8. The curtain wall cleaning drone control system according to claim 7, characterized in that, The control module includes: The conversion unit is used to parse the movement commands from the integrated remote control terminal, which include directional control signals in three dimensions: up and down, left and right, and forward and backward, and convert them into target speed and steering commands for the drive wheels; The judgment unit is used to determine the bonding state based on the real-time distance. If the real-time distance exceeds the preset maximum safe distance, it is determined that the bonding is loose and the adsorption force enhancement command is triggered first. The calculation unit is used to combine the movement direction command and real-time spacing information to calculate and output the control signal of the drive wheel motor, and at the same time realize closed-loop control of speed and position through motor encoder feedback. The adjustment unit is used to continuously monitor the change of adsorption pressure value during the movement execution phase. If the pressure fluctuation exceeds the set stable threshold, the movement process is paused and the adsorption control algorithm is invoked to readjust the adsorption pressure value to the stable range. The sending unit is used to maintain the current adsorption force output after a single movement command is executed, wait for the next command, and send the robot's real-time position, movement status and adsorption pressure value to the display screen of the integrated remote control terminal for visual display.

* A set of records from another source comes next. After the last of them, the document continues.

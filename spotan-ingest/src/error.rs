//! Error types for spotan-ingest
//!
//! Three layers, innermost first: [`RemoteError`] from the metadata
//! service, [`ResolveError`] from the entity resolvers, and [`IngestError`]
//! from the deduplicator and orchestrator.

use crate::remote::RemoteError;
use thiserror::Error;

/// Failure to produce an artist, album or track.
///
/// Cloneable: one in-flight fetch may have many waiters and each of them
/// receives the same failure.
#[derive(Debug, Clone, Error)]
pub enum ResolveError {
    /// The remote lookup itself failed
    #[error("Fetching {entity} {id} failed: {source}")]
    Remote {
        entity: &'static str,
        id: String,
        #[source]
        source: RemoteError,
    },

    /// A related entity (album or artist) could not be resolved
    #[error("Resolving {entity} {id} failed: {source}")]
    Dependency {
        entity: &'static str,
        id: String,
        #[source]
        source: Box<ResolveError>,
    },

    /// The provider returned data that cannot be mapped
    #[error("Invalid {entity} {id} from provider: {message}")]
    InvalidData {
        entity: &'static str,
        id: String,
        message: String,
    },

    /// Persisting the built entity failed
    #[error("Persisting {entity} {id} failed: {message}")]
    Store {
        entity: &'static str,
        id: String,
        message: String,
    },

    #[error("Internal error: {0}")]
    Internal(String),
}

impl ResolveError {
    pub fn remote(entity: &'static str, id: &str, source: RemoteError) -> Self {
        Self::Remote {
            entity,
            id: id.to_string(),
            source,
        }
    }

    pub fn dependency(entity: &'static str, id: &str, source: ResolveError) -> Self {
        Self::Dependency {
            entity,
            id: id.to_string(),
            source: Box::new(source),
        }
    }

    pub fn store(entity: &'static str, id: &str, source: spotan_common::Error) -> Self {
        Self::Store {
            entity,
            id: id.to_string(),
            message: source.to_string(),
        }
    }

    /// Innermost remote failure, if the chain ends in one
    pub fn remote_cause(&self) -> Option<&RemoteError> {
        match self {
            Self::Remote { source, .. } => Some(source),
            Self::Dependency { source, .. } => source.remote_cause(),
            _ => None,
        }
    }

    /// True when the chain ends in an upstream "not found"
    pub fn is_not_found(&self) -> bool {
        matches!(self.remote_cause(), Some(RemoteError::NotFound(_)))
    }
}

/// Errors raised while ingesting play records
#[derive(Debug, Error)]
pub enum IngestError {
    /// Track URI not in `scheme:type:id` form (fatal to that record only)
    #[error("Malformed input: {0}")]
    MalformedInput(String),

    /// The referenced track (or one of its dependencies) could not be resolved
    #[error("Track {track_id} could not be resolved: {source}")]
    Resolve {
        track_id: String,
        #[source]
        source: ResolveError,
    },

    /// Durable store failure (preload or commit)
    #[error(transparent)]
    Store(#[from] spotan_common::Error),

    /// Operation not allowed in the current orchestrator state
    #[error("Invalid state: {0}")]
    InvalidState(String),
}

/// Result type for ingestion operations
pub type IngestResult<T> = Result<T, IngestError>;
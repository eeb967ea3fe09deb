//! Artist resolution

use super::rate_limited_fetcher::RateLimitedFetcher;
use super::single_flight::{CacheEntry, EntityHandle, SingleFlightCache};
use super::staleness::StalenessPolicy;
use crate::db::EntityStore;
use crate::error::ResolveError;
use crate::models::Artist;
use crate::remote::RemoteArtist;
use chrono::{DateTime, Utc};
use spotan_common::time;
use std::sync::Arc;

impl CacheEntry for Artist {
    type Key = String;
    const KIND: &'static str = "artist";

    fn key(&self) -> String {
        self.spotify_id.clone()
    }

    fn last_refreshed(&self) -> DateTime<Utc> {
        self.last_refreshed
    }
}

/// Artist content from a provider response.
///
/// The requested id is the identity, whatever id the payload echoes.
pub(crate) fn build_artist(id: &str, remote: RemoteArtist, now: DateTime<Utc>) -> Artist {
    Artist {
        spotify_id: id.to_string(),
        name: remote.name,
        image_url: remote.images.into_iter().next().map(|i| i.url),
        popularity: remote.popularity.min(100),
        last_refreshed: now,
    }
}

#[derive(Clone)]
pub struct ArtistResolver {
    cache: Arc<SingleFlightCache<Artist>>,
    fetcher: RateLimitedFetcher,
    store: Arc<dyn EntityStore>,
}

impl ArtistResolver {
    pub fn new(
        fetcher: RateLimitedFetcher,
        store: Arc<dyn EntityStore>,
        policy: StalenessPolicy,
    ) -> Self {
        Self {
            cache: Arc::new(SingleFlightCache::new(policy)),
            fetcher,
            store,
        }
    }

    pub fn cache(&self) -> &SingleFlightCache<Artist> {
        &self.cache
    }

    pub async fn get(&self, id: &str) -> Result<EntityHandle<Artist>, ResolveError> {
        let fetcher = self.fetcher.clone();
        let store = Arc::clone(&self.store);
        let key = id.to_string();
        let artist_id = key.clone();

        self.cache
            .get(&key, move |_previous| async move {
                let remote = fetcher
                    .get_artist(&artist_id)
                    .await
                    .map_err(|e| ResolveError::remote(Artist::KIND, &artist_id, e))?;

                let artist = build_artist(&artist_id, remote, time::now());

                store
                    .upsert_artists(std::slice::from_ref(&artist))
                    .await
                    .map_err(|e| ResolveError::store(Artist::KIND, &artist_id, e))?;

                Ok(artist)
            })
            .await
    }

    /// Resolve several artists concurrently; output keeps input order.
    /// Each id still goes through its own single-flight key.
    pub async fn get_many(&self, ids: &[String]) -> Result<Vec<EntityHandle<Artist>>, ResolveError> {
        futures::future::try_join_all(ids.iter().map(|id| self.get(id))).await
    }
}

#[cfg(test)]
mod tests {
    use super::*;
    use crate::remote::RemoteImage;

    fn image(url: &str) -> RemoteImage {
        RemoteImage {
            url: url.to_string(),
            width: None,
            height: None,
        }
    }

    #[test]
    fn test_build_artist_takes_first_image() {
        let now = Utc::now();
        let remote = RemoteArtist {
            id: "ar1".to_string(),
            name: "Band".to_string(),
            images: vec![image("https://i/640"), image("https://i/320")],
            popularity: 64,
        };

        let artist = build_artist("ar1", remote, now);
        assert_eq!(artist.image_url.as_deref(), Some("https://i/640"));
        assert_eq!(artist.popularity, 64);
        assert_eq!(artist.last_refreshed, now);
    }

    #[test]
    fn test_build_artist_without_images() {
        let remote = RemoteArtist {
            id: "relinked".to_string(),
            name: "Band".to_string(),
            images: vec![],
            popularity: 0,
        };

        let artist = build_artist("ar1", remote, Utc::now());
        assert_eq!(artist.spotify_id, "ar1");
        assert_eq!(artist.image_url, None);
    }
}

9. A computer device comprising a memory and a processor, wherein the memory stores a computer program, characterized in that, When the processor executes the computer program, it implements the steps of the method according to any one of claims 1 to 6.
10. A computer-readable storage medium having a computer program stored thereon, characterized in that, When the computer program is executed by a processor, it implements the steps of the method according to any one of claims 1 to 6.